[Stored data entries]
┄┄┄┄┄┄

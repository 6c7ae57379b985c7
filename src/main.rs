//! # framefind CLI
//!
//! ```bash
//! framefind --config ./config/framefind.toml <command>
//! ```
//!
//! | Command | Description |
//! |---------|-------------|
//! | `framefind search --ocr "..." --asr "..."` | Run a combined search and print JSON |
//! | `framefind search --ocr "..." --backup-only` | Same, answered from the backup snapshots only |
//! | `framefind similar <IMAGE>` | Visual neighbours of one image |
//! | `framefind serve` | Start the HTTP server |

use clap::{Parser, Subcommand};
use std::path::PathBuf;

use framefind::config;
use framefind::logging;
use framefind::pipeline::{SearchEngine, SearchRequest};
use framefind::server;

/// framefind: multi-modal video frame retrieval.
#[derive(Parser)]
#[command(
    name = "framefind",
    about = "framefind: multi-modal video frame retrieval with graceful fallback",
    version
)]
struct Cli {
    /// Path to configuration file (TOML).
    #[arg(long, global = true, default_value = "./config/framefind.toml")]
    config: PathBuf,

    #[command(subcommand)]
    command: Commands,
}

#[derive(Subcommand)]
enum Commands {
    /// Run a combined search and print the fused result as JSON.
    ///
    /// Each modality flag is optional; modalities without a query come back
    /// as empty arrays.
    Search {
        /// Visual-semantic text query.
        #[arg(long)]
        clip: Option<String>,

        /// On-screen text query.
        #[arg(long)]
        ocr: Option<String>,

        /// Speech transcript query.
        #[arg(long)]
        asr: Option<String>,

        /// Object label to search for.
        #[arg(long)]
        object: Option<String>,

        /// Count operator for `--object`: lt, lte, gt, gte, eq.
        #[arg(long, default_value = "gte")]
        operator: String,

        /// Count compared against with `--operator`.
        #[arg(long, default_value_t = 1)]
        value: i64,

        /// Query image URL or path for visual search.
        #[arg(long)]
        image_url: Option<String>,

        /// Restrict the object search to frames returned by `--clip`.
        #[arg(long)]
        object_as_filter: bool,

        /// Answer ocr, asr and object from the backup snapshots only, with
        /// the stricter manual match threshold.
        #[arg(long)]
        backup_only: bool,

        /// Publish day (1-31).
        #[arg(long)]
        day: Option<u32>,

        /// Publish month (1-12).
        #[arg(long)]
        month: Option<u32>,

        /// Publish year.
        #[arg(long)]
        year: Option<i32>,
    },

    /// Find frames visually similar to an image.
    Similar {
        /// Image URL or path understood by the vector backend.
        image: String,
    },

    /// Start the HTTP server on `[server].bind`.
    Serve,
}

#[tokio::main]
async fn main() -> anyhow::Result<()> {
    let cli = Cli::parse();
    let cfg = config::load_config(&cli.config)?;
    logging::init_logging(&cfg.logging)?;

    match cli.command {
        Commands::Search {
            clip,
            ocr,
            asr,
            object,
            operator,
            value,
            image_url,
            object_as_filter,
            backup_only,
            day,
            month,
            year,
        } => {
            let request = SearchRequest {
                clip,
                ocr,
                asr,
                object,
                image_url,
                operator,
                value,
                publish_day: day,
                publish_month: month,
                publish_year: year,
                object_as_filter,
                backup_only,
            };
            let engine = SearchEngine::from_config(&cfg)?;
            let fused = engine.search(&request).await?;
            println!("{}", serde_json::to_string_pretty(&fused)?);
        }
        Commands::Similar { image } => {
            let engine = SearchEngine::from_config(&cfg)?;
            let hits = engine.similar_images(&image).await?;
            if hits.is_empty() {
                anyhow::bail!("No similar images found");
            }
            println!(
                "{}",
                serde_json::to_string_pretty(&serde_json::json!({ "similar_images": hits }))?
            );
        }
        Commands::Serve => {
            server::run_server(&cfg).await?;
        }
    }

    Ok(())
}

┄┄┄┄┄┄

__Action item__: Each record is to be repeated exactly.

__Solved exercise__:
repository 6c7ae57379b985c7
filename src/main.rs
//! # framefind CLI
//!
//! ```bash
//! framefind --config ./config/framefind.toml <command>
//! ```
//!
//! | Command | Description |
//! |---------|-------------|
//! | `framefind search --ocr "..." --asr "..."` | Run a combined search and print JSON |
//! | `framefind search --ocr "..." --backup-only` | Same, answered from the backup snapshots only |
//! | `framefind similar <IMAGE>` | Visual neighbours of one image |
//! | `framefind serve` | Start the HTTP server |

use clap::{Parser, Subcommand};
use std::path::PathBuf;

use framefind::config;
use framefind::logging;
use framefind::pipeline::{SearchEngine, SearchRequest};
use framefind::server;

/// framefind: multi-modal video frame retrieval.
#[derive(Parser)]
#[command(
    name = "framefind",
    about = "framefind: multi-modal video frame retrieval with graceful fallback",
    version
)]
struct Cli {
    /// Path to configuration file (TOML).
    #[arg(long, global = true, default_value = "./config/framefind.toml")]
    config: PathBuf,

    #[command(subcommand)]
    command: Commands,
}

#[derive(Subcommand)]
enum Commands {
    /// Run a combined search and print the fused result as JSON.
    ///
    /// Each modality flag is optional; modalities without a query come back
    /// as empty arrays.
    Search {
        /// Visual-semantic text query.
        #[arg(long)]
        clip: Option<String>,

        /// On-screen text query.
        #[arg(long)]
        ocr: Option<String>,

        /// Speech transcript query.
        #[arg(long)]
        asr: Option<String>,

        /// Object label to search for.
        #[arg(long)]
        object: Option<String>,

        /// Count operator for `--object`: lt, lte, gt, gte, eq.
        #[arg(long, default_value = "gte")]
        operator: String,

        /// Count compared against with `--operator`.
        #[arg(long, default_value_t = 1)]
        value: i64,

        /// Query image URL or path for visual search.
        #[arg(long)]
        image_url: Option<String>,

        /// Restrict the object search to frames returned by `--clip`.
        #[arg(long)]
        object_as_filter: bool,

        /// Answer ocr, asr and object from the backup snapshots only, with
        /// the stricter manual match threshold.
        #[arg(long)]
        backup_only: bool,

        /// Publish day (1-31).
        #[arg(long)]
        day: Option<u32>,

        /// Publish month (1-12).
        #[arg(long)]
        month: Option<u32>,

        /// Publish year.
        #[arg(long)]
        year: Option<i32>,
    },

    /// Find frames visually similar to an image.
    Similar {
        /// Image URL or path understood by the vector backend.
        image: String,
    },

    /// Start the HTTP server on `[server].bind`.
    Serve,
}

#[tokio::main]
async fn main() -> anyhow::Result<()> {
    let cli = Cli::parse();
    let cfg = config::load_config(&cli.config)?;
    logging::init_logging(&cfg.logging)?;

    match cli.command {
        Commands::Search {
            clip,
            ocr,
            asr,
            object,
            operator,
            value,
            image_url,
            object_as_filter,
            backup_only,
            day,
            month,
            year,
        } => {
            let request = SearchRequest {
                clip,
                ocr,
                asr,
                object,
                image_url,
                operator,
                value,
                publish_day: day,
                publish_month: month,
                publish_year: year,
                object_as_filter,
                backup_only,
            };
            let engine = SearchEngine::from_config(&cfg)?;
            let fused = engine.search(&request).await?;
            println!("{}", serde_json::to_string_pretty(&fused)?);
        }
        Commands::Similar { image } => {
            let engine = SearchEngine::from_config(&cfg)?;
            let hits = engine.similar_images(&image).await?;
            if hits.is_empty() {
                anyhow::bail!("No similar images found");
            }
            println!(
                "{}",
                serde_json::to_string_pretty(&serde_json::json!({ "similar_images": hits }))?
            );
        }
        Commands::Serve => {
            server::run_server(&cfg).await?;
        }
    }

    Ok(())
}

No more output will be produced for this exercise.